Siklus Datang - Pergi Dalam Kehidupan
Beberapa waktu lalu, dalam sebuah pesan singkat ada seorang teman berkata "Kenapa sedih? Karena gak bisa bareng?" Sebuah pertanyaan sekaligus misteri Illahi. Sebab setelah mengatakan ia menghilang dalam gelapnya malam. Hingga temaram esok menyinari kesedihan ini-pun, ia tak pernah kembali. Hingga saat ini.
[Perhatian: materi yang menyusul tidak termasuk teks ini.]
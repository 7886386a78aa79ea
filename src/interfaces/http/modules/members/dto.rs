//! Member DTOs

use chrono::NaiveDate;
use serde::{Deserialize, Serialize};
use utoipa::{IntoParams, ToSchema};
use validator::{Validate, ValidateEmail};

use crate::domain::{CreateMemberDto, ListMembersDto, Member, MemberStatus, UpdateMemberPatch};
use crate::shared::{PageInfo, Patch};

/// Member as serialized on the wire.
#[derive(Debug, Serialize, Deserialize, ToSchema)]
#[serde(rename_all = "camelCase")]
pub struct MemberDto {
    pub id: i32,
    pub first_name: String,
    pub last_name: String,
    pub email: String,
    pub phone: String,
    pub age: i32,
    pub city: String,
    /// `active` or `inactive`
    pub status: String,
    /// ISO 8601 date, `YYYY-MM-DD`
    pub join_date: String,
    pub created_at: String,
}

impl From<Member> for MemberDto {
    fn from(m: Member) -> Self {
        Self {
            id: m.id,
            first_name: m.first_name,
            last_name: m.last_name,
            email: m.email,
            phone: m.phone,
            age: m.age,
            city: m.city,
            status: m.status.to_string(),
            join_date: m.join_date.format("%Y-%m-%d").to_string(),
            created_at: m.created_at.to_rfc3339(),
        }
    }
}

/// List response envelope: one page of members plus pagination metadata.
#[derive(Debug, Serialize, Deserialize, ToSchema)]
pub struct MembersPage {
    pub data: Vec<MemberDto>,
    pub pagination: PageInfo,
}

#[derive(Debug, Deserialize, Validate, ToSchema)]
#[serde(rename_all = "camelCase")]
pub struct CreateMemberRequest {
    #[validate(length(min = 1, message = "must not be empty"))]
    pub first_name: String,
    #[validate(length(min = 1, message = "must not be empty"))]
    pub last_name: String,
    #[validate(email(message = "must be a valid email address"))]
    pub email: String,
    #[validate(length(min = 1, message = "must not be empty"))]
    pub phone: String,
    #[validate(range(min = 1, max = 150, message = "must be between 1 and 150"))]
    pub age: i32,
    #[validate(length(min = 1, message = "must not be empty"))]
    pub city: String,
    /// Defaults to `active` when omitted.
    #[schema(value_type = Option<String>, example = "active")]
    pub status: Option<MemberStatus>,
    /// Defaults to the creation date when omitted.
    pub join_date: Option<NaiveDate>,
}

impl From<CreateMemberRequest> for CreateMemberDto {
    fn from(r: CreateMemberRequest) -> Self {
        Self {
            first_name: r.first_name,
            last_name: r.last_name,
            email: r.email,
            phone: r.phone,
            age: r.age,
            city: r.city,
            status: r.status,
            join_date: r.join_date,
        }
    }
}

/// Partial update body. Every field is tri-state: an omitted field leaves
/// the stored value untouched; JSON `null` is rejected because no member
/// column is nullable.
#[derive(Debug, Default, Deserialize, ToSchema)]
#[serde(rename_all = "camelCase", default)]
pub struct UpdateMemberRequest {
    #[schema(value_type = Option<String>)]
    pub first_name: Patch<String>,
    #[schema(value_type = Option<String>)]
    pub last_name: Patch<String>,
    #[schema(value_type = Option<String>)]
    pub email: Patch<String>,
    #[schema(value_type = Option<String>)]
    pub phone: Patch<String>,
    #[schema(value_type = Option<i32>)]
    pub age: Patch<i32>,
    #[schema(value_type = Option<String>)]
    pub city: Patch<String>,
    #[schema(value_type = Option<String>, example = "inactive")]
    pub status: Patch<MemberStatus>,
    #[schema(value_type = Option<String>, example = "2024-01-15")]
    pub join_date: Patch<NaiveDate>,
}

impl UpdateMemberRequest {
    /// Names of fields sent as explicit `null`.
    pub fn null_fields(&self) -> Vec<&'static str> {
        let mut nulls = Vec::new();
        if self.first_name.is_null() {
            nulls.push("firstName");
        }
        if self.last_name.is_null() {
            nulls.push("lastName");
        }
        if self.email.is_null() {
            nulls.push("email");
        }
        if self.phone.is_null() {
            nulls.push("phone");
        }
        if self.age.is_null() {
            nulls.push("age");
        }
        if self.city.is_null() {
            nulls.push("city");
        }
        if self.status.is_null() {
            nulls.push("status");
        }
        if self.join_date.is_null() {
            nulls.push("joinDate");
        }
        nulls
    }

    /// Validate supplied values against the same rules as creation.
    pub fn validate_fields(&self) -> Result<(), String> {
        for (name, value) in [
            ("firstName", &self.first_name),
            ("lastName", &self.last_name),
            ("phone", &self.phone),
            ("city", &self.city),
        ] {
            if let Some(v) = value.as_value() {
                if v.is_empty() {
                    return Err(format!("{}: must not be empty", name));
                }
            }
        }
        if let Some(email) = self.email.as_value() {
            if !email.validate_email() {
                return Err("email: must be a valid email address".to_string());
            }
        }
        if let Some(age) = self.age.as_value() {
            if !(1..=150).contains(age) {
                return Err("age: must be between 1 and 150".to_string());
            }
        }
        Ok(())
    }

    pub fn into_patch(self) -> UpdateMemberPatch {
        UpdateMemberPatch {
            first_name: self.first_name,
            last_name: self.last_name,
            email: self.email,
            phone: self.phone,
            age: self.age,
            city: self.city,
            status: self.status,
            join_date: self.join_date,
        }
    }
}

/// Raw list query parameters.
///
/// Numeric fields arrive as raw strings so malformed values can fall back
/// to their defaults instead of rejecting the request; the endpoint never
/// 400s over paging input.
#[derive(Debug, Default, Deserialize, IntoParams)]
#[serde(rename_all = "camelCase")]
#[into_params(parameter_in = Query)]
pub struct ListMembersParams {
    /// Page number, 1-based. Default: 1
    pub page: Option<String>,
    /// Page size. Default: 10
    pub limit: Option<String>,
    /// Substring match over firstName, lastName, email and city
    pub search: Option<String>,
    /// Sort column; unknown names fall back to `id`
    pub sort_by: Option<String>,
    /// `asc` or `desc` (case-sensitive). Default: `asc`
    pub sort_order: Option<String>,
}

impl ListMembersParams {
    pub fn into_query(self) -> ListMembersDto {
        ListMembersDto::from_raw(
            self.page.as_deref(),
            self.limit.as_deref(),
            self.search,
            self.sort_by.as_deref(),
            self.sort_order.as_deref(),
        )
    }
}

#[cfg(test)]
mod tests {
    use super::*;

    #[test]
    fn null_fields_are_reported_by_wire_name() {
        let req: UpdateMemberRequest =
            serde_json::from_str(r#"{"firstName": null, "joinDate": null}"#).unwrap();
        assert_eq!(req.null_fields(), vec!["firstName", "joinDate"]);
    }

    #[test]
    fn patch_values_are_validated_like_create() {
        let req: UpdateMemberRequest = serde_json::from_str(r#"{"age": 200}"#).unwrap();
        assert!(req.validate_fields().is_err());

        let req: UpdateMemberRequest = serde_json::from_str(r#"{"email": "nope"}"#).unwrap();
        assert!(req.validate_fields().is_err());

        let req: UpdateMemberRequest = serde_json::from_str(r#"{"city": ""}"#).unwrap();
        assert!(req.validate_fields().is_err());

        let req: UpdateMemberRequest =
            serde_json::from_str(r#"{"email": "ok@example.com", "age": 30}"#).unwrap();
        assert!(req.validate_fields().is_ok());
    }

    #[test]
    fn member_dto_serializes_camel_case() {
        let member = Member {
            id: 1,
            first_name: "Ada".into(),
            last_name: "Lovelace".into(),
            email: "ada@example.com".into(),
            phone: "0812345678".into(),
            age: 36,
            city: "London".into(),
            status: MemberStatus::Active,
            join_date: NaiveDate::from_ymd_opt(2023, 5, 1).unwrap(),
            created_at: chrono::Utc::now(),
        };
        let json = serde_json::to_value(MemberDto::from(member)).unwrap();
        assert_eq!(json["firstName"], "Ada");
        assert_eq!(json["joinDate"], "2023-05-01");
        assert_eq!(json["status"], "active");
    }
}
Padahal, beberapa waktu sebelumnya, seorang teman lain berkata "Susah ya, kehilangan itu ....". Dengan menatap jauh menembus tembok ke tembok dan mengambil nafas dalam, aku menjawab "Tentu tidak. Karena aku harus menyadari bahwa sesuatu yang di luar diriku itu semuanya titipan Tuhan. Suatu saat bisa di ambil lagi. Dengan terpaksa atau tidak. Jadi, aku menyadari ini sejak awal, karena itu titipan, sudah kewajibanku untuk menjaganya, merawatnya dan menumbuhkannya menjadi sesuatu yang berharga. Meski setelah ada harganya, ia lupa dengan siapa ia di tempa (ehh)." Jangankan di luar diriku, bisa jadi, aku ini, yang engkau lihat juga tak lain dan tak bukan adalah titipan juga, yang suatu saat nanti di pertanyakan oleh yang punya: engkau gunakan untuk apa titipan-Ku?
Kadang-kadang, kehidupan memang seperti itu, ya. Ada orang datang dan pergi silih berganti. Mungkin, di mata orang lain pada saat yang sama, kita juga bagian dari siklus tersebut.